The other problem is stability-if a driver were updated in the hypervisor and the new driver had a bug in it, the whole system would be affected, including all its virtual machines. Driver stability is thus a critical issue for this model, and introducing any third-party code has the potential to cause problems. And given the evolving nature of server hardware, the frequent need for new and updated drivers increases the chances of something bad happening. You can think of the monolithic model as a “fat hypervisor” model because of all the drivers the hypervisor needs to support.

Microkernelized Hypervisor

Now contrast the monolithic approach just mentioned with the microkernelized model. (See Figure 3-5.) Here you have a truly ”thin” hypervisor that has no drivers running within it.
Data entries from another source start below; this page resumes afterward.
//! 会话层：会话状态、每用户会话存储与轮次锁、会话结束时的归档

pub mod archiver;
pub mod state;
pub mod store;

pub use archiver::{extract_transcript, fallback_summary, SessionArchiver};
pub use state::{Session, STANDALONE_MEDIA};
pub use store::{SessionStore, SharedSession};
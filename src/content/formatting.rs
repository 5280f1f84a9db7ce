//! 生成稿解析与展示格式
//!
//! 生成后端按 `===== OPTION A (...) =====` / `===== OPTION B (...) =====` 分隔两稿，每稿内部以
//! `Content Type:` / `Caption:` / `Hashtags:` / `Visual Suggestion:` 等行首标签分段；
//! 小红书稿用 `**English Version:**` / `**Chinese Version (中文版):**` 区分中英文。

use std::sync::OnceLock;

use regex::Regex;

use crate::content::{DraftOption, DraftPair};

static OPTION_HEADER_RE: OnceLock<Regex> = OnceLock::new();
static FIELD_LABEL_RE: OnceLock<Regex> = OnceLock::new();
static HASHTAG_RE: OnceLock<Regex> = OnceLock::new();

fn option_header_re() -> &'static Regex {
    OPTION_HEADER_RE.get_or_init(|| {
        Regex::new(r"(?im)^[ \t]*={3,}[ \t]*OPTION[ \t]*([AB])\b[^\n]*$").expect("Invalid regex")
    })
}

fn field_label_re() -> &'static Regex {
    FIELD_LABEL_RE.get_or_init(|| {
        Regex::new(
            r"(?im)^[ \t]*\*{0,2}[ \t]*(content type|caption|hashtags?|visual suggestion|english version|chinese version[^:：*\n]*|中文版)[ \t]*\*{0,2}[ \t]*[:：][ \t]*\*{0,2}[ \t]*",
        )
        .expect("Invalid regex")
    })
}

fn hashtag_re() -> &'static Regex {
    HASHTAG_RE.get_or_init(|| Regex::new(r"#\w+").expect("Invalid regex"))
}

/// 解析双稿；缺少某个分隔符时对应选项为空
pub fn parse_dual_options(text: &str) -> DraftPair {
    let headers: Vec<(char, usize, usize)> = option_header_re()
        .captures_iter(text)
        .filter_map(|c| {
            let whole = c.get(0)?;
            let key = c.get(1)?.as_str().chars().next()?.to_ascii_uppercase();
            Some((key, whole.start(), whole.end()))
        })
        .collect();

    DraftPair {
        option_a: parse_single_option(option_section(text, &headers, 'A')),
        option_b: parse_single_option(option_section(text, &headers, 'B')),
        raw: text.to_string(),
    }
}

/// 某个选项的正文：从其分隔行之后到下一个分隔行（或文末）
fn option_section<'a>(text: &'a str, headers: &[(char, usize, usize)], key: char) -> &'a str {
    let Some(pos) = headers.iter().position(|(k, _, _)| *k == key) else {
        return "";
    };
    let start = headers[pos].2;
    let end = headers.get(pos + 1).map(|h| h.1).unwrap_or(text.len());
    &text[start..end]
}

/// 按行首标签切分单稿各字段
fn parse_single_option(text: &str) -> DraftOption {
    let mut option = DraftOption {
        raw: text.trim().to_string(),
        ..Default::default()
    };

    let labels: Vec<(String, usize, usize)> = field_label_re()
        .captures_iter(text)
        .filter_map(|c| {
            let whole = c.get(0)?;
            Some((c.get(1)?.as_str().to_lowercase(), whole.start(), whole.end()))
        })
        .collect();

    let mut english = String::new();
    for (i, (label, _, value_start)) in labels.iter().enumerate() {
        let value_end = labels.get(i + 1).map(|l| l.1).unwrap_or(text.len());
        let value = text[*value_start..value_end].trim();
        match label.as_str() {
            "content type" => {
                option.content_type = value.lines().next().unwrap_or("").trim().to_string();
            }
            "caption" => option.caption = value.to_string(),
            "hashtag" | "hashtags" => option.hashtags = value.to_string(),
            "visual suggestion" => option.visual = value.to_string(),
            "english version" => english = value.to_string(),
            _ => option.chinese_caption = value.to_string(),
        }
    }
    if option.caption.is_empty() {
        option.caption = english;
    }
    option
}

/// 批准后的可复制正文：caption + 空行 + hashtags
pub fn format_clean_copy(option: &DraftOption) -> String {
    let mut parts: Vec<&str> = Vec::new();
    if !option.caption.is_empty() {
        parts.push(&option.caption);
    }
    if !option.hashtags.is_empty() {
        parts.push("");
        parts.push(&option.hashtags);
    }
    if parts.is_empty() {
        option.raw.clone()
    } else {
        parts.join("\n")
    }
}

/// 预览消息：标签、类型、正文、话题标签与配图建议
pub fn format_option_preview(option: &DraftOption, label: &str) -> String {
    let mut lines: Vec<String> = vec![format!("*{}*", label)];
    if !option.content_type.is_empty() {
        lines.push(format!("Type: {}", option.content_type));
    }
    lines.push(String::new());

    let body = option.body();
    if !body.is_empty() {
        lines.push(body.to_string());
    }
    if !option.chinese_caption.is_empty() {
        lines.push(String::new());
        lines.push(option.chinese_caption.clone());
    }
    if !option.hashtags.is_empty() {
        lines.push(String::new());
        lines.push(option.hashtags.clone());
    }
    if !option.visual.is_empty() {
        lines.push(String::new());
        lines.push(format!("Visual: {}", option.visual));
    }
    lines.join("\n")
}

pub fn count_hashtags(text: &str) -> usize {
    hashtag_re().find_iter(text).count()
}

#[cfg(test)]
mod tests {
    use super::*;

    const INSTAGRAM_DRAFT: &str = "===== OPTION A (Reflective) =====
Content Type: Feed Post, single reflective moment
**Caption:**
What if starting over is the kindest thing you've done?

I noticed it this week.

Hashtags: #NewChapter #MidlifeJourney #SelfDiscovery
Visual Suggestion: Morning light on an open notebook

===== OPTION B (Direct) =====
Content Type: Carousel
Caption: Starting over is a skill.
Hashtags: #NewChapter
Visual Suggestion: Clean typography on cream
";

    const REDNOTE_DRAFT: &str = "===== OPTION A (Reflective) =====
Content Type: Rednote post
**English Version:**
Title: Starting over at 45
I remember the first morning.
Tags: #NewChapter #LifeAfter40

**Chinese Version (中文版):**
标题: 四十五岁重新开始
我还记得那个清晨。
标签: #人生下半场 #自我成长

===== OPTION B (Direct) =====
Caption: Short and direct.
";

    #[test]
    fn test_parse_instagram_options() {
        let pair = parse_dual_options(INSTAGRAM_DRAFT);
        let a = &pair.option_a;
        assert_eq!(a.content_type, "Feed Post, single reflective moment");
        assert!(a.caption.starts_with("What if starting over"));
        assert!(a.caption.ends_with("I noticed it this week."));
        assert_eq!(a.hashtags, "#NewChapter #MidlifeJourney #SelfDiscovery");
        assert_eq!(a.visual, "Morning light on an open notebook");

        let b = &pair.option_b;
        assert_eq!(b.content_type, "Carousel");
        assert_eq!(b.caption, "Starting over is a skill.");
        assert_eq!(pair.raw, INSTAGRAM_DRAFT);
    }

    #[test]
    fn test_parse_rednote_bilingual_sections() {
        let pair = parse_dual_options(REDNOTE_DRAFT);
        let a = &pair.option_a;
        assert!(a.caption.starts_with("Title: Starting over at 45"));
        assert!(a.caption.contains("Tags: #NewChapter"));
        assert!(!a.caption.contains("标题"));
        assert!(a.chinese_caption.starts_with("标题: 四十五岁重新开始"));
        assert_eq!(pair.option_b.caption, "Short and direct.");
    }

    #[test]
    fn test_missing_delimiters_leave_options_empty() {
        let pair = parse_dual_options("just some prose without markers");
        assert_eq!(pair.option_a, DraftOption::default());
        assert_eq!(pair.raw, "just some prose without markers");
    }

    #[test]
    fn test_clean_copy_and_preview() {
        let pair = parse_dual_options(INSTAGRAM_DRAFT);
        let clean = format_clean_copy(&pair.option_b);
        assert_eq!(clean, "Starting over is a skill.\n\n#NewChapter");

        let preview = format_option_preview(&pair.option_a, "Option A");
        assert!(preview.starts_with("*Option A*\nType: Feed Post"));
        assert!(preview.contains("Visual: Morning light"));
    }

    #[test]
    fn test_clean_copy_falls_back_to_raw() {
        let opt = DraftOption {
            raw: "raw body".into(),
            ..Default::default()
        };
        assert_eq!(format_clean_copy(&opt), "raw body");
    }

    #[test]
    fn test_count_hashtags() {
        assert_eq!(count_hashtags("#one #two three #four_five"), 3);
        assert_eq!(count_hashtags(""), 0);
    }
}
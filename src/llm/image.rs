//! 图片生成客户端（OpenAI 兼容 images/generations）
//!
//! 请求 `response_format = b64_json`，直接得到图片字节；若端点只返回 url 则再下载一次。

use std::time::Duration;

use async_trait::async_trait;
use base64::Engine as _;
use serde::Deserialize;
use serde_json::json;

use crate::llm::{ImageBackend, ImageSize, LlmError};

const DEFAULT_BASE_URL: &str = "https://api.openai.com/v1";

pub struct OpenAiImageClient {
    http: reqwest::Client,
    base_url: String,
    api_key: String,
    model: String,
    timeout_secs: u64,
}

impl OpenAiImageClient {
    pub fn new(
        base_url: Option<&str>,
        model: &str,
        api_key: Option<&str>,
        timeout_secs: u64,
    ) -> Self {
        let api_key = api_key
            .map(String::from)
            .or_else(|| std::env::var("OPENAI_API_KEY").ok())
            .unwrap_or_default();
        let http = reqwest::Client::builder()
            .timeout(Duration::from_secs(timeout_secs))
            .build()
            .unwrap_or_default();
        Self {
            http,
            base_url: base_url
                .unwrap_or(DEFAULT_BASE_URL)
                .trim_end_matches('/')
                .to_string(),
            api_key,
            model: model.to_string(),
            timeout_secs,
        }
    }
}

#[derive(Debug, Deserialize)]
struct ImagesResponse {
    #[serde(default)]
    data: Vec<ImageDatum>,
}

#[derive(Debug, Deserialize)]
struct ImageDatum {
    #[serde(default)]
    b64_json: Option<String>,
    #[serde(default)]
    url: Option<String>,
}

impl OpenAiImageClient {
    fn http_error(&self, e: reqwest::Error) -> LlmError {
        if e.is_timeout() {
            LlmError::Timeout(self.timeout_secs)
        } else {
            LlmError::Http(e.to_string())
        }
    }
}

#[async_trait]
impl ImageBackend for OpenAiImageClient {
    async fn generate(&self, prompt: &str, size: &ImageSize) -> Result<Vec<u8>, LlmError> {
        let body = json!({
            "model": self.model,
            "prompt": prompt,
            "size": size.as_str(),
            "quality": "standard",
            "n": 1,
            "response_format": "b64_json",
        });
        let resp = self
            .http
            .post(format!("{}/images/generations", self.base_url))
            .bearer_auth(&self.api_key)
            .json(&body)
            .send()
            .await
            .map_err(|e| self.http_error(e))?;

        let status = resp.status();
        if status.as_u16() == 429 {
            return Err(LlmError::RateLimited { retry_after_ms: 0 });
        }
        if !status.is_success() {
            let text = resp.text().await.unwrap_or_default();
            return Err(LlmError::Api(format!("{}: {}", status, text)));
        }

        let parsed: ImagesResponse = resp
            .json()
            .await
            .map_err(|e| LlmError::InvalidResponse(e.to_string()))?;
        let datum = parsed
            .data
            .into_iter()
            .next()
            .ok_or_else(|| LlmError::InvalidResponse("no image in response".to_string()))?;

        if let Some(b64) = datum.b64_json {
            return base64::engine::general_purpose::STANDARD
                .decode(b64.as_bytes())
                .map_err(|e| LlmError::InvalidResponse(e.to_string()));
        }
        let url = datum.url.ok_or_else(|| {
            LlmError::InvalidResponse("image has neither data nor url".to_string())
        })?;
        let bytes = self
            .http
            .get(url)
            .send()
            .await
            .and_then(|r| r.error_for_status())
            .map_err(|e| self.http_error(e))?
            .bytes()
            .await
            .map_err(|e| self.http_error(e))?;
        Ok(bytes.to_vec())
    }
}
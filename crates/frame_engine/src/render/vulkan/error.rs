//! Vulkan error taxonomy and the fatal-error path

use ash::vk;

/// Vulkan-specific error types
#[derive(thiserror::Error, Debug)]
pub enum VulkanError {
    /// General Vulkan API error with result code
    #[error("Vulkan API error: {0:?}")]
    Api(vk::Result),

    /// A fence did not signal within the allowed time
    #[error("Fence wait timed out during {operation}")]
    FenceTimeout {
        /// The operation that was waiting
        operation: &'static str,
    },

    /// The device was lost while performing an operation
    #[error("Device lost during {operation}")]
    DeviceLost {
        /// The operation that observed the loss
        operation: &'static str,
    },

    /// The device rejected a pipeline state combination
    #[error("Pipeline compilation failed: {reason}")]
    PipelineCompilation {
        /// What was wrong with the configuration
        reason: String,
    },

    /// Invalid operation attempted
    #[error("Invalid operation: {reason}")]
    InvalidOperation {
        /// Description of why the operation is invalid
        reason: String,
    },

    /// Memory allocation failed
    #[error("Out of memory: {requested} bytes")]
    OutOfMemory {
        /// Number of bytes that were requested
        requested: u64,
    },

    /// No suitable memory type found for allocation
    #[error("No suitable memory type found")]
    NoSuitableMemoryType,

    /// Vulkan context initialization failed
    #[error("Initialization failed: {0}")]
    InitializationFailed(String),

    /// Reading a shader or asset file failed
    #[error("IO error: {0}")]
    Io(#[from] std::io::Error),
}

/// Result type for Vulkan operations
pub type VulkanResult<T> = Result<T, VulkanError>;

impl VulkanError {
    /// Map a fence wait result, turning timeouts and device loss into their
    /// dedicated variants
    pub fn from_wait(result: vk::Result, operation: &'static str) -> Self {
        match result {
            vk::Result::TIMEOUT => Self::FenceTimeout { operation },
            vk::Result::ERROR_DEVICE_LOST => Self::DeviceLost { operation },
            other => Self::Api(other),
        }
    }

    /// Map an allocation result, reporting exhaustion with the requested size
    pub fn from_allocation(result: vk::Result, requested: u64) -> Self {
        match result {
            vk::Result::ERROR_OUT_OF_HOST_MEMORY | vk::Result::ERROR_OUT_OF_DEVICE_MEMORY => {
                Self::OutOfMemory { requested }
            }
            other => Self::Api(other),
        }
    }

    /// Whether the GPU state is unknown after this error
    ///
    /// Fatal errors cannot be contained mid-frame; the process should log and
    /// terminate through [`fatal::check`].
    pub fn is_fatal(&self) -> bool {
        match self {
            Self::FenceTimeout { .. } | Self::DeviceLost { .. } => true,
            Self::Api(result) => !matches!(
                *result,
                vk::Result::ERROR_OUT_OF_HOST_MEMORY | vk::Result::ERROR_OUT_OF_DEVICE_MEMORY
            ),
            _ => false,
        }
    }
}

/// Fatal error handling for failures the renderer cannot recover from
pub mod fatal {
    use super::{VulkanError, VulkanResult};

    /// Unwrap a result or log a diagnostic and abort the process
    ///
    /// The diagnostic names the failing operation and the error code.
    pub fn check<T>(result: VulkanResult<T>, operation: &str) -> T {
        match result {
            Ok(value) => value,
            Err(error) => abort(&error, operation),
        }
    }

    /// Log `error` against `operation` and terminate
    ///
    /// Nothing the failed operation touched is released: the GPU may still
    /// be using it.
    pub fn abort(error: &VulkanError, operation: &str) -> ! {
        log::error!("Vulkan error during {operation}: {error}");
        // Unit tests unwind instead so they can inspect what was left alive
        #[cfg(test)]
        panic!("fatal Vulkan error during {operation}: {error}");
        #[cfg(not(test))]
        std::process::abort();
    }
}
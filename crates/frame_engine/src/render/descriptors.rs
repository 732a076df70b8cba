//! Descriptor set layouts and the engine's descriptor pool
//!
//! Set 0 (global): camera uniform buffer at binding 0, scene parameters as a
//! dynamic uniform buffer at binding 1. Set 1 (object): storage buffer of
//! per-object data. Set 2 (texture): one combined image sampler.

use std::rc::Rc;

use ash::vk;

use super::deletion_queue::DeletionQueue;
use super::vulkan::{GpuDevice, VulkanResult};

/// Upper bound on sets allocated from the engine pool (frame slots and
/// texture bindings)
pub const MAX_DESCRIPTOR_SETS: u32 = 64;

fn layout_binding(
    binding: u32,
    descriptor_type: vk::DescriptorType,
    stages: vk::ShaderStageFlags,
) -> vk::DescriptorSetLayoutBinding {
    vk::DescriptorSetLayoutBinding::builder()
        .binding(binding)
        .descriptor_type(descriptor_type)
        .descriptor_count(1)
        .stage_flags(stages)
        .build()
}

/// The three set layouts every pipeline layout is assembled from
#[derive(Debug, Clone, Copy, PartialEq, Eq)]
pub struct DescriptorLayouts {
    pub global: vk::DescriptorSetLayout,
    pub object: vk::DescriptorSetLayout,
    pub single_texture: vk::DescriptorSetLayout,
}

impl DescriptorLayouts {
    /// Create the layouts and queue their destruction
    pub fn create<D: GpuDevice + 'static>(device: &Rc<D>, deletion: &mut DeletionQueue) -> VulkanResult<Self> {
        let stages = vk::ShaderStageFlags::VERTEX | vk::ShaderStageFlags::FRAGMENT;
        let global = device.create_descriptor_set_layout(&[
            layout_binding(0, vk::DescriptorType::UNIFORM_BUFFER, vk::ShaderStageFlags::VERTEX),
            layout_binding(1, vk::DescriptorType::UNIFORM_BUFFER_DYNAMIC, stages),
        ])?;
        let object = device.create_descriptor_set_layout(&[layout_binding(
            0,
            vk::DescriptorType::STORAGE_BUFFER,
            vk::ShaderStageFlags::VERTEX,
        )])?;
        let single_texture = device.create_descriptor_set_layout(&[layout_binding(
            0,
            vk::DescriptorType::COMBINED_IMAGE_SAMPLER,
            vk::ShaderStageFlags::FRAGMENT,
        )])?;

        let owner = Rc::clone(device);
        deletion.push(move || {
            owner.destroy_descriptor_set_layout(single_texture);
            owner.destroy_descriptor_set_layout(object);
            owner.destroy_descriptor_set_layout(global);
        });

        Ok(Self {
            global,
            object,
            single_texture,
        })
    }
}

/// Create the descriptor pool shared by frame slots and textured materials
pub fn create_descriptor_pool<D: GpuDevice + 'static>(
    device: &Rc<D>,
    deletion: &mut DeletionQueue,
) -> VulkanResult<vk::DescriptorPool> {
    let sizes = [
        vk::DescriptorPoolSize {
            ty: vk::DescriptorType::UNIFORM_BUFFER,
            descriptor_count: 16,
        },
        vk::DescriptorPoolSize {
            ty: vk::DescriptorType::UNIFORM_BUFFER_DYNAMIC,
            descriptor_count: 16,
        },
        vk::DescriptorPoolSize {
            ty: vk::DescriptorType::STORAGE_BUFFER,
            descriptor_count: 16,
        },
        vk::DescriptorPoolSize {
            ty: vk::DescriptorType::COMBINED_IMAGE_SAMPLER,
            descriptor_count: MAX_DESCRIPTOR_SETS,
        },
    ];
    let pool = device.create_descriptor_pool(MAX_DESCRIPTOR_SETS, &sizes)?;

    let owner = Rc::clone(device);
    deletion.push(move || owner.destroy_descriptor_pool(pool));
    Ok(pool)
}
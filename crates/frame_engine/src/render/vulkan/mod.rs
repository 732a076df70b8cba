//! Vulkan device layer
//!
//! Error types, the [`GpuDevice`] capability trait and its `ash`
//! implementation.

pub mod context;
pub mod device;
pub mod error;

#[cfg(test)]
pub(crate) mod mock;

pub use context::VulkanContext;
pub use device::{
    AllocatedBuffer, AllocatedImage, DeviceProperties, GpuDevice, ImageDesc, MemoryLocation, SubmitDesc,
};
pub use error::{fatal, VulkanError, VulkanResult};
Yes, that’s right-the hypervisor has no drivers at all. Instead, drivers are run in each partition so that each guest OS running within a virtual machine can access the hardware through the hypervisor. This arrangement makes each virtual machine a completely separate partition for greater security and reliability.

Figure 3-5: Microkernelized hypervisor

In the microkernelized model, which is used in Windows Server virtualization in Windows Server 2008, one VM is the parent partition while the others are child partitions. A partition is the basic unit of isolation supported by the hypervisor. A partition is made up of a physical address space together with one or more virtual processors, and you can assign specific hardware resources-such as CPU cycles, memory and devices-to the partition. The parent partition is the partition that creates and manages the child partitions, and it contains a virtualization stack that is used to control these child partitions. The parent partition is generally also the root partition because it is the partition that is created first and owns all resources not owned by the hypervisor. And being the default owner of all hardware resources means the root partition (that is, the parent) is also in charge of power management, plug and play, managing hardware failure events, and even loading and booting the hypervisor.

Within the parent partition is the virtualization stack, a collection of software components that work in conjunction with and sit on top of the hypervisor and that work together to support the virtual machines running on the system. The virtualization stack talks with the hypervisor and performs any virtualization functions not directory supplied by the hypervisor. Most of these functions are centered around the creation and management of child partitions and the resources (CPU, memory, and devices) they need.

The virtualization stack also exposes a management interface, which in Windows Server 2008 is a WMI provider whose APIs will be made publicly known. This means that not only will the tools for managing virtual machines running on Windows Server 2008 use these APIs, but third-party system management vendors will also be able to code new tools for managing, configuring, and monitoring VMs running on Windows Server 2008.

The advantage of the microkernelized approach used by Windows Server virtualization over the monolithic approach is that the drivers needed between the parent partition and the physical server don’t require any changes to the driver model. In other words, existing drivers just work. Microsoft chose this route because requiring new drivers would have been a showstopper. And as for the guest OSs, Microsoft will provide the necessary facilities so that these OSs just work either through emulation or through new synthetic devices.

On the other hand, one could argue that the microkernelized approach does suffer a slight performance hit compared with the monolithic model. However, security is paramount nowadays, so sacrificing a percentage point or two of performance for a reduced attack surface and greater stability is a no-brainer in most enterprises.